◆ **WHAT TO PRODUCE**
Scan the entries for the word "PathBuf", and copy every line where it appears.
[DATASET RECORDS Boundary: Start]
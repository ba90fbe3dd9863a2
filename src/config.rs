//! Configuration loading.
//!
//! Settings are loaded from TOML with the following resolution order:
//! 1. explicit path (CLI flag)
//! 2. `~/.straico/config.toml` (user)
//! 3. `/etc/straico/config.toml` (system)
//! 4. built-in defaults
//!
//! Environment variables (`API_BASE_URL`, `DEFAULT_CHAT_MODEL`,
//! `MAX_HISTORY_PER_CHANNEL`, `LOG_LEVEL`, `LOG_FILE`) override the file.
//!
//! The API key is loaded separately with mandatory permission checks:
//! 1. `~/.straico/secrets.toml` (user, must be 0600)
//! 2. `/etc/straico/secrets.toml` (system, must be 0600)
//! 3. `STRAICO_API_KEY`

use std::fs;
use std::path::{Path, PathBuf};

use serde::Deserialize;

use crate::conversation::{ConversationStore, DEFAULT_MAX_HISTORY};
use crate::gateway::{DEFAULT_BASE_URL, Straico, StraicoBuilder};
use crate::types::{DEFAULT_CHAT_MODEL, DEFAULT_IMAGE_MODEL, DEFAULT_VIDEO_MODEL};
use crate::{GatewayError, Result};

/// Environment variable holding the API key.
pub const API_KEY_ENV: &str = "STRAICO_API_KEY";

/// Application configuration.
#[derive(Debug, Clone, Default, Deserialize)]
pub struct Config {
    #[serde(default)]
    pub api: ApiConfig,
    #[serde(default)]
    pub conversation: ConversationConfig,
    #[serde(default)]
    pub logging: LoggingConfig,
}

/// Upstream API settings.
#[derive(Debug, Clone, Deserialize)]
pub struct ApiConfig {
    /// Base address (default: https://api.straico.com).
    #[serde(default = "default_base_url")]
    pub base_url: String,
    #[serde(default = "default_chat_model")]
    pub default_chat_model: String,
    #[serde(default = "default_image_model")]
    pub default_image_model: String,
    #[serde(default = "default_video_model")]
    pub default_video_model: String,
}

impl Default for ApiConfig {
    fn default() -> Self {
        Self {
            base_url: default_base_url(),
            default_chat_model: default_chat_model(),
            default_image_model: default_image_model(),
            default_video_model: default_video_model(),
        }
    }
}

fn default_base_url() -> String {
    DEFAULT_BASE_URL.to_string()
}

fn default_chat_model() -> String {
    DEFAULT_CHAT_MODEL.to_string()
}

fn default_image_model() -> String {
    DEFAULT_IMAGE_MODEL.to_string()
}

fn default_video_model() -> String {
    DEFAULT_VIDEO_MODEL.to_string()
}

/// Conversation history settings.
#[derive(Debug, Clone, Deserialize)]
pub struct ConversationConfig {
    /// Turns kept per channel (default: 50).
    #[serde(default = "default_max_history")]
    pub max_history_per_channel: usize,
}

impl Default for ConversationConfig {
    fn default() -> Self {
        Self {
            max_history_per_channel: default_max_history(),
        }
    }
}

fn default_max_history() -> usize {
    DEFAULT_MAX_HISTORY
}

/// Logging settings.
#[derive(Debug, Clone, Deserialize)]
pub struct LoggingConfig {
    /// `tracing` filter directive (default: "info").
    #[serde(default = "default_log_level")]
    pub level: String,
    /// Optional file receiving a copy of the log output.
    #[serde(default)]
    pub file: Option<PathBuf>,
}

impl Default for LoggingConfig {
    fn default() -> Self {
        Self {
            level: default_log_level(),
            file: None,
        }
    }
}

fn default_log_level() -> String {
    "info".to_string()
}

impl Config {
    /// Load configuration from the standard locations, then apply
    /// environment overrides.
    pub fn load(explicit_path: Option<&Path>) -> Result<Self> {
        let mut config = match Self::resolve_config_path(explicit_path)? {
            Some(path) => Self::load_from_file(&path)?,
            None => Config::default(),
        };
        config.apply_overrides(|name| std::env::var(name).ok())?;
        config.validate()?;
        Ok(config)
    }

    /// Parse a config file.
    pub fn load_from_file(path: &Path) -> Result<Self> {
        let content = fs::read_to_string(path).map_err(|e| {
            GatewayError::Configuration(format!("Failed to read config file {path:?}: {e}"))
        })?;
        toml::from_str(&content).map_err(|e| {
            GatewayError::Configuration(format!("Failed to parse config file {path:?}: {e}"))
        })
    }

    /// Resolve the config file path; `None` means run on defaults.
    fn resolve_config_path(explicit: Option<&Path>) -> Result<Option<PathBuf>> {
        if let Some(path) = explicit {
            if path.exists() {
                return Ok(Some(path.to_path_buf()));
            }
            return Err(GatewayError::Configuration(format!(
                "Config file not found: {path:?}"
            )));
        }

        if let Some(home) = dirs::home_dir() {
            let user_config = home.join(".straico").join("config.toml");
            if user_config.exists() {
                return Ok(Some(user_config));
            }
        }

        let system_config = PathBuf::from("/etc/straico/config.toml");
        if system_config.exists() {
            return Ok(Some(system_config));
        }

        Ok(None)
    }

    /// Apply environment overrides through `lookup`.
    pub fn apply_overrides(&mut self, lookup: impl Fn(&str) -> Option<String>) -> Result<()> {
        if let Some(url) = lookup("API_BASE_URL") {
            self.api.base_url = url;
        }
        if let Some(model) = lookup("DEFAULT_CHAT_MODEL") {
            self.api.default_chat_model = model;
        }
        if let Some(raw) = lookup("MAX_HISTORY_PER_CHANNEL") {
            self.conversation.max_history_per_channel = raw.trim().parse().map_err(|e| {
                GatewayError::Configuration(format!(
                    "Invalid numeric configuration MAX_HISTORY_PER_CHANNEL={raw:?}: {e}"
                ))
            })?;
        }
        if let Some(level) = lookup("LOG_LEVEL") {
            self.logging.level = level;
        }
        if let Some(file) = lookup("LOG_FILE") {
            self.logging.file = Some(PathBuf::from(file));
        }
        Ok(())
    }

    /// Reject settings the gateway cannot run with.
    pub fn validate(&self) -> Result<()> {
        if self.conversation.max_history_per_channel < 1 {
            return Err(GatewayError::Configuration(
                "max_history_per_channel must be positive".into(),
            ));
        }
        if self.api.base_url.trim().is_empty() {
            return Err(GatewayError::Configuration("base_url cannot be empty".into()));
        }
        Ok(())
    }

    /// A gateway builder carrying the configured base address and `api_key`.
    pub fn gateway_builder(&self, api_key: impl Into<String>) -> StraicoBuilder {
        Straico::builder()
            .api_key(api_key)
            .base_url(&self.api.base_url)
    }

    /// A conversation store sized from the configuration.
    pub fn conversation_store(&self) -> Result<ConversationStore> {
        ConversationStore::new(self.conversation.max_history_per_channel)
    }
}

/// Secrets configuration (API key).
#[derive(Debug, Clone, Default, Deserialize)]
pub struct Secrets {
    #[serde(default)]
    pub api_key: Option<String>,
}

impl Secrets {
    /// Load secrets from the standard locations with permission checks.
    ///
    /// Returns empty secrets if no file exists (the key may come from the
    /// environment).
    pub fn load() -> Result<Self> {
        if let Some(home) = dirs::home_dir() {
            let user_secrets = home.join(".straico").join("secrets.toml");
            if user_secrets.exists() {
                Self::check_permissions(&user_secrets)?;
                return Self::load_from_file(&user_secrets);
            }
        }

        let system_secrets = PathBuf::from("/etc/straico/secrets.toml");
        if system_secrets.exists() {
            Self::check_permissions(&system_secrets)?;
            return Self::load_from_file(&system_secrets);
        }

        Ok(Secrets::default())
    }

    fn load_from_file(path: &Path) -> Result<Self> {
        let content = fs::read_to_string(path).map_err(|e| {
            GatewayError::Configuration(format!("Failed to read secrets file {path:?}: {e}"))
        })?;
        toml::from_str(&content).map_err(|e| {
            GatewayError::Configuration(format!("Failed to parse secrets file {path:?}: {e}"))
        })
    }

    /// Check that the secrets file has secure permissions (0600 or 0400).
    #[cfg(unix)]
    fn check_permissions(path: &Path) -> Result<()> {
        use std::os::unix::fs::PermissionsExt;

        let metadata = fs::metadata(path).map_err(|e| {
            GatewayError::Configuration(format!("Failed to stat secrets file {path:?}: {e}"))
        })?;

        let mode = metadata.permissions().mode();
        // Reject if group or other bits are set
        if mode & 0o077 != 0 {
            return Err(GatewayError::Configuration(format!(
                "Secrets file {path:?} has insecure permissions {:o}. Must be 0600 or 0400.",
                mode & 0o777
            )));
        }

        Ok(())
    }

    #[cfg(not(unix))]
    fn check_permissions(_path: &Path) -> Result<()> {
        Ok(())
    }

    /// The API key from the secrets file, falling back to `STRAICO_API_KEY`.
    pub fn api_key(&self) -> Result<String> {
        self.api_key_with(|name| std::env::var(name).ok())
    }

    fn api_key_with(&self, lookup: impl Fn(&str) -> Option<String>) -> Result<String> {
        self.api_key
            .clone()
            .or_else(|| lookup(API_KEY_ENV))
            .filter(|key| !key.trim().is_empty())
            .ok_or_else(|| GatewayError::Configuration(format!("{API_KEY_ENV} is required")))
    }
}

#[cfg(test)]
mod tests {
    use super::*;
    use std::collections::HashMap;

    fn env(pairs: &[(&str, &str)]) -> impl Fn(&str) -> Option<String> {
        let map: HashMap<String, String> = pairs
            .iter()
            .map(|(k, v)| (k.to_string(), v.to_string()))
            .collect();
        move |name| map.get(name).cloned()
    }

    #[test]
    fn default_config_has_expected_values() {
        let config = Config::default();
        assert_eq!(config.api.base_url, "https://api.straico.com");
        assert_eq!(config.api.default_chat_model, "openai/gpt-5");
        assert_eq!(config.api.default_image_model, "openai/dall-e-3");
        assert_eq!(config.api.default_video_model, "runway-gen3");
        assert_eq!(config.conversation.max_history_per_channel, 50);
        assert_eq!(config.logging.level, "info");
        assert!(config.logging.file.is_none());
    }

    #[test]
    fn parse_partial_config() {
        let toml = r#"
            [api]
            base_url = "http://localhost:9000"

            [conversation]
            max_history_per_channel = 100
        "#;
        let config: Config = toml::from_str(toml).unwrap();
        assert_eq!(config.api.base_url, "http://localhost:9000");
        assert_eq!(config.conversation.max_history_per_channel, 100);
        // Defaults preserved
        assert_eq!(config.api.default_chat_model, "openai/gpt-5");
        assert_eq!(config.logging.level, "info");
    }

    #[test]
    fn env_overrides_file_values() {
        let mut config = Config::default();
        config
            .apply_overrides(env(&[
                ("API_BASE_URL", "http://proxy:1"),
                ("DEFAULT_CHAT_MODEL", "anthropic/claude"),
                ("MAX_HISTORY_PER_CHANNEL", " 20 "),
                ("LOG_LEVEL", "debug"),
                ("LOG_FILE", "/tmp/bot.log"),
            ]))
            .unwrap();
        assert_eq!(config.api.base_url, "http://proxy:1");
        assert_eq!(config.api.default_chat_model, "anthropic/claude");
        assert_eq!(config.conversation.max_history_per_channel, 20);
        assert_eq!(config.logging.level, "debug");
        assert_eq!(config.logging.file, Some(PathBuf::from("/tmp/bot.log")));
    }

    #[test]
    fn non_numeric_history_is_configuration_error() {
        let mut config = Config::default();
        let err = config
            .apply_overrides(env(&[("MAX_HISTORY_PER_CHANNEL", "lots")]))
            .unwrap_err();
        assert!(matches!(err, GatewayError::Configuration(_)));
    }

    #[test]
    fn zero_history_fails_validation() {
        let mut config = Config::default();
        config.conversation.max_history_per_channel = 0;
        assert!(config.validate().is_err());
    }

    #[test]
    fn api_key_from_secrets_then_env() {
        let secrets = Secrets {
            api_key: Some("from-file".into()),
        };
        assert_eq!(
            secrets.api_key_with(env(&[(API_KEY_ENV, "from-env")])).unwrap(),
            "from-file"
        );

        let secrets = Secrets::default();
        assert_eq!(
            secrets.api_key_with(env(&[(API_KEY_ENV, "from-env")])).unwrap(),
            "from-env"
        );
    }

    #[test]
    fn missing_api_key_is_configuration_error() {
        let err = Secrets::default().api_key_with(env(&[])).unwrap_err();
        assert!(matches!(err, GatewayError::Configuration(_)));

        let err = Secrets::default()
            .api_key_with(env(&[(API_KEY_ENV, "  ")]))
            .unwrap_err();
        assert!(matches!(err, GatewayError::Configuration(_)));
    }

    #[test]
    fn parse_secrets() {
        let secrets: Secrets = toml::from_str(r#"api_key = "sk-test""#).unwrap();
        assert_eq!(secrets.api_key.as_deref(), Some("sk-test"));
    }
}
[DATASET RECORDS Boundary: End]
◆ **SOLUTION FOR THIS TASK**
use std::path::{Path, PathBuf};
    pub file: Option<PathBuf>,
    fn resolve_config_path(explicit: Option<&Path>) -> Result<Option<PathBuf>> {
        let system_config = PathBuf::from("/etc/straico/config.toml");
            self.logging.file = Some(PathBuf::from(file));
        let system_secrets = PathBuf::from("/etc/straico/secrets.toml");
        assert_eq!(config.logging.file, Some(PathBuf::from("/tmp/bot.log")));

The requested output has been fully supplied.